Task details
Repeat each record word for word. Leave nothing out.

Exercise data
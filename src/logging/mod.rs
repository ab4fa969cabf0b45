//! ## Sets up logging by reading configuration from environment variables.
//!
//! Environment variables used:
//! - LOG_MODE: "stdout" (default) or "file"
//! - LOG_LEVEL: log level ("trace", "debug", "info", "warn", "error"); default is "info"
//! - LOG_DATA_DIR: when using file mode, the directory of the log file (default "logs/")

use std::{
    env,
    fs::{create_dir_all, OpenOptions},
    path::Path,
};

use chrono::Utc;
use simplelog::{Config, LevelFilter, SimpleLogger, WriteLogger};

/// Computes the date-stamped log file path for the given base directory.
pub fn log_file_path(base_dir: &str, date_str: &str) -> String {
    let base_dir = base_dir.trim_end_matches('/');
    format!("{}/fundme-{}.log", base_dir, date_str)
}

/// Sets up logging by reading configuration from environment variables.
///
/// Repeated initialization (e.g., across tests) is harmless; only the first
/// call installs a logger.
pub fn setup_logging() {
    let level = env::var("LOG_LEVEL")
        .ok()
        .and_then(|raw| raw.parse::<LevelFilter>().ok())
        .unwrap_or(LevelFilter::Info);

    let mode = env::var("LOG_MODE").unwrap_or_else(|_| "stdout".to_string());

    if mode.eq_ignore_ascii_case("file") {
        let base_dir = env::var("LOG_DATA_DIR").unwrap_or_else(|_| "logs/".to_string());
        let path = log_file_path(&base_dir, &Utc::now().format("%Y-%m-%d").to_string());

        if let Some(parent) = Path::new(&path).parent() {
            create_dir_all(parent).expect("Failed to create log directory");
        }
        let file = OpenOptions::new()
            .create(true)
            .append(true)
            .open(&path)
            .expect("Failed to open log file");

        let _ = WriteLogger::init(level, Config::default(), file);
    } else {
        let _ = SimpleLogger::init(level, Config::default());
    }
}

Response to the exercise
filename src/logging/mod.rs
repository ab4fa969cabf0b45
//! ## Sets up logging by reading configuration from environment variables.
//!
//! Environment variables used:
//! - LOG_MODE: "stdout" (default) or "file"
//! - LOG_LEVEL: log level ("trace", "debug", "info", "warn", "error"); default is "info"
//! - LOG_DATA_DIR: when using file mode, the directory of the log file (default "logs/")

use std::{
    env,
    fs::{create_dir_all, OpenOptions},
    path::Path,
};

use chrono::Utc;
use simplelog::{Config, LevelFilter, SimpleLogger, WriteLogger};

/// Computes the date-stamped log file path for the given base directory.
pub fn log_file_path(base_dir: &str, date_str: &str) -> String {
    let base_dir = base_dir.trim_end_matches('/');
    format!("{}/fundme-{}.log", base_dir, date_str)
}

/// Sets up logging by reading configuration from environment variables.
///
/// Repeated initialization (e.g., across tests) is harmless; only the first
/// call installs a logger.
pub fn setup_logging() {
    let level = env::var("LOG_LEVEL")
        .ok()
        .and_then(|raw| raw.parse::<LevelFilter>().ok())
        .unwrap_or(LevelFilter::Info);

    let mode = env::var("LOG_MODE").unwrap_or_else(|_| "stdout".to_string());

    if mode.eq_ignore_ascii_case("file") {
        let base_dir = env::var("LOG_DATA_DIR").unwrap_or_else(|_| "logs/".to_string());
        let path = log_file_path(&base_dir, &Utc::now().format("%Y-%m-%d").to_string());

        if let Some(parent) = Path::new(&path).parent() {
            create_dir_all(parent).expect("Failed to create log directory");
        }
        let file = OpenOptions::new()
            .create(true)
            .append(true)
            .open(&path)
            .expect("Failed to open log file");

        let _ = WriteLogger::init(level, Config::default(), file);
    } else {
        let _ = SimpleLogger::init(level, Config::default());
    }
}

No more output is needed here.